On Sat, 23 Mar 2002, Alistair Jeffs wrote:
> I think he said 'most advanced test' although it was a test that was
> delayed and delayed.
Ah, right. Got me on that one. Never mind that the test is not as
advanced as a current production system. Oh well. Another case of
"journalism," I guess.
> the lack of handover from 3G to GSM was a reason for the delay. looks like
> they didn't solve it.
Oh, was that actually a requirement? It sounds rather..difficult.

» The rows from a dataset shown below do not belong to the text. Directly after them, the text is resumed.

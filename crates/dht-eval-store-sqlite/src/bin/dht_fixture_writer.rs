//! Benchmark database writer for tests and demos.
// crates/dht-eval-store-sqlite/src/bin/dht_fixture_writer.rs
// ============================================================================
// Binary: DHT Fixture Writer
// Description: Writes a synthetic benchmark run database.
// Purpose: Produce run databases without running the DHT benchmark.
// Dependencies: dht-eval-core, dht-eval-store-sqlite
// ============================================================================

use std::env;
use std::path::PathBuf;

use dht_eval_core::RunFilePattern;
use dht_eval_store_sqlite::BenchmarkDbWriter;
use dht_eval_store_sqlite::SyntheticProfile;

fn main() -> Result<(), Box<dyn std::error::Error>> {
    let mut args = env::args().skip(1);
    let path = args.next().ok_or_else(|| {
        std::io::Error::new(
            std::io::ErrorKind::InvalidInput,
            "usage: dht_fixture_writer <path> <rows>",
        )
    })?;
    let rows: u32 = args.next().as_deref().unwrap_or("1025").parse()?;
    let path = PathBuf::from(path);
    let profile = profile_for(&path)?;
    let mut writer = BenchmarkDbWriter::create(&path)?;
    writer.write_synthetic(rows, profile)?;
    Ok(())
}

/// Derives the synthetic profile from a run filename when it follows the
/// benchmark naming convention.
fn profile_for(path: &std::path::Path) -> Result<SyntheticProfile, Box<dyn std::error::Error>> {
    let pattern = RunFilePattern::standard()?;
    let params = path.file_name().and_then(|name| name.to_str()).and_then(|name| pattern.parse(name));
    Ok(params.map_or_else(SyntheticProfile::default, |params| {
        SyntheticProfile::for_run(params.num_nodes, params.latency_one_way.saturating_mul(2))
    }))
}
// crates/dht-eval-core/src/core/sample.rs
// ============================================================================
// Module: DHT Eval Sample Matrix
// Description: Raw numeric rows read from one benchmark operation log.
// Purpose: Hold a rectangular rows x columns matrix of measurements.
// Dependencies: thiserror
// ============================================================================

//! ## Overview
//! A [`SampleMatrix`] stores the rows returned by one measurement query in
//! row-major order. Every row has exactly [`SampleMatrix::column_count`]
//! values; ragged input is rejected when rows are pushed.

// ============================================================================
// SECTION: Imports
// ============================================================================

use thiserror::Error;

// ============================================================================
// SECTION: Sample Matrix
// ============================================================================

/// Rectangular matrix of raw measurements (rows x columns).
///
/// # Invariants
/// - `column_count > 0`.
/// - `values.len()` is a multiple of `column_count`.
#[derive(Debug, Clone, PartialEq)]
pub struct SampleMatrix {
    /// Number of values per row.
    column_count: usize,
    /// Row-major measurement values.
    values: Vec<f64>,
}

impl SampleMatrix {
    /// Creates an empty matrix with a fixed column count.
    ///
    /// # Errors
    ///
    /// Returns [`SampleError::NoColumns`] when `column_count` is zero.
    pub const fn new(column_count: usize) -> Result<Self, SampleError> {
        if column_count == 0 {
            return Err(SampleError::NoColumns);
        }
        Ok(Self {
            column_count,
            values: Vec::new(),
        })
    }

    /// Builds a matrix from a list of rows.
    ///
    /// # Errors
    ///
    /// Returns [`SampleError`] when the column count is zero or a row has the
    /// wrong width.
    pub fn from_rows<R>(column_count: usize, rows: impl IntoIterator<Item = R>) -> Result<Self, SampleError>
    where
        R: AsRef<[f64]>,
    {
        let mut matrix = Self::new(column_count)?;
        for row in rows {
            matrix.push_row(row.as_ref())?;
        }
        Ok(matrix)
    }

    /// Appends one row.
    ///
    /// # Errors
    ///
    /// Returns [`SampleError::RowWidth`] when the row width differs from the
    /// column count.
    pub fn push_row(&mut self, row: &[f64]) -> Result<(), SampleError> {
        if row.len() != self.column_count {
            return Err(SampleError::RowWidth {
                expected: self.column_count,
                actual: row.len(),
            });
        }
        self.values.extend_from_slice(row);
        Ok(())
    }

    /// Returns the number of values per row.
    #[must_use]
    pub const fn column_count(&self) -> usize {
        self.column_count
    }

    /// Returns the number of rows.
    #[must_use]
    pub const fn row_count(&self) -> usize {
        self.values.len() / self.column_count
    }

    /// Returns true when the matrix holds no rows.
    #[must_use]
    pub const fn is_empty(&self) -> bool {
        self.values.is_empty()
    }

    /// Returns an iterator over rows.
    pub fn rows(&self) -> impl Iterator<Item = &[f64]> {
        self.values.chunks_exact(self.column_count)
    }

    /// Returns a copy of one column, or `None` when out of range.
    #[must_use]
    pub fn column(&self, index: usize) -> Option<Vec<f64>> {
        if index >= self.column_count {
            return None;
        }
        Some(self.rows().map(|row| row[index]).collect())
    }
}

/// Sample matrix construction errors.
#[derive(Debug, Clone, PartialEq, Eq, Error)]
pub enum SampleError {
    /// A matrix needs at least one column.
    #[error("sample matrix must have at least one column")]
    NoColumns,
    /// A row did not match the matrix width.
    #[error("sample row has {actual} values (expected {expected})")]
    RowWidth {
        /// Matrix column count.
        expected: usize,
        /// Width of the rejected row.
        actual: usize,
    },
}

// ============================================================================
// SECTION: Tests
// ============================================================================

#[cfg(test)]
mod tests {
    #![allow(clippy::expect_used, reason = "Test-only assertions are permitted.")]

    use super::SampleError;
    use super::SampleMatrix;

    #[test]
    fn matrix_exposes_columns() {
        let matrix =
            SampleMatrix::from_rows(2, [[1.0, 2.0], [3.0, 4.0], [5.0, 6.0]]).expect("matrix");
        assert_eq!(matrix.row_count(), 3);
        assert_eq!(matrix.column(0), Some(vec![1.0, 3.0, 5.0]));
        assert_eq!(matrix.column(1), Some(vec![2.0, 4.0, 6.0]));
        assert_eq!(matrix.column(2), None);
    }

    #[test]
    fn matrix_rejects_ragged_rows() {
        let err = SampleMatrix::from_rows(2, [vec![1.0, 2.0], vec![3.0]]).expect_err("ragged");
        assert_eq!(
            err,
            SampleError::RowWidth {
                expected: 2,
                actual: 1
            }
        );
    }

    #[test]
    fn matrix_rejects_zero_columns() {
        assert_eq!(SampleMatrix::new(0), Err(SampleError::NoColumns));
    }
}
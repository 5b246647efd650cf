// crates/dht-eval-store-sqlite/src/lib.rs
// ============================================================================
// Module: DHT Eval SQLite Source
// Description: SampleSource backed by per-run SQLite benchmark databases.
// Purpose: Extract windowed measurement rows from benchmark output files.
// Dependencies: dht-eval-core, rusqlite
// ============================================================================

//! ## Overview
//! This crate provides the SQLite-backed [`SampleSource`] used to read the
//! per-run benchmark databases, and [`BenchmarkDbWriter`], which produces
//! databases with the same schema for tests and demos. Databases are opened
//! read-only and every connection is closed before a fetch returns.
//!
//! [`SampleSource`]: dht_eval_core::SampleSource

// ============================================================================
// SECTION: Modules
// ============================================================================

pub mod fixture;
pub mod source;

// ============================================================================
// SECTION: Re-Exports
// ============================================================================

pub use fixture::BenchmarkDbWriter;
pub use fixture::FixtureError;
pub use fixture::SyntheticProfile;
pub use source::DEFAULT_BUSY_TIMEOUT_MS;
pub use source::SqliteSampleSource;
pub use source::SqliteSourceConfig;
pub use source::query_sql;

I think even putting GSM and 3G in a single phone that didn't weigh
a ton would be a pretty good achievement. You might be able to live
without the handover if you had good coverage within the areas that
do have 3G, though I think that FOMA has shown us how hard this
can be.
At any rate, I've appended the response I received.
cjs
--
Curt Sampson <cjs_at_cynic.net> +81 90 7737 2974 http://www.netbsd.org
Don't you know, in this new Dark Age, we're all light. --XTC
From: Simon Rockman <simon@blah.com>
To: Curt Sampson <cjs@cynic.net>
Subject: Re: 3G phones - rarer than hen's teeth
Date: Sat, 23 Mar 2002 12:02:55 -0000
I've only been to the IoM so can't really compare. The IoM handsets are not
compatible with Tokyo although they couldn't say why "something to do with
i-mode" was the nearest I got to an answer. They seem to be really on top of
both radio planning and billing, but as far as services are concerend I
suspect everyone will have to learn from hutch 3G.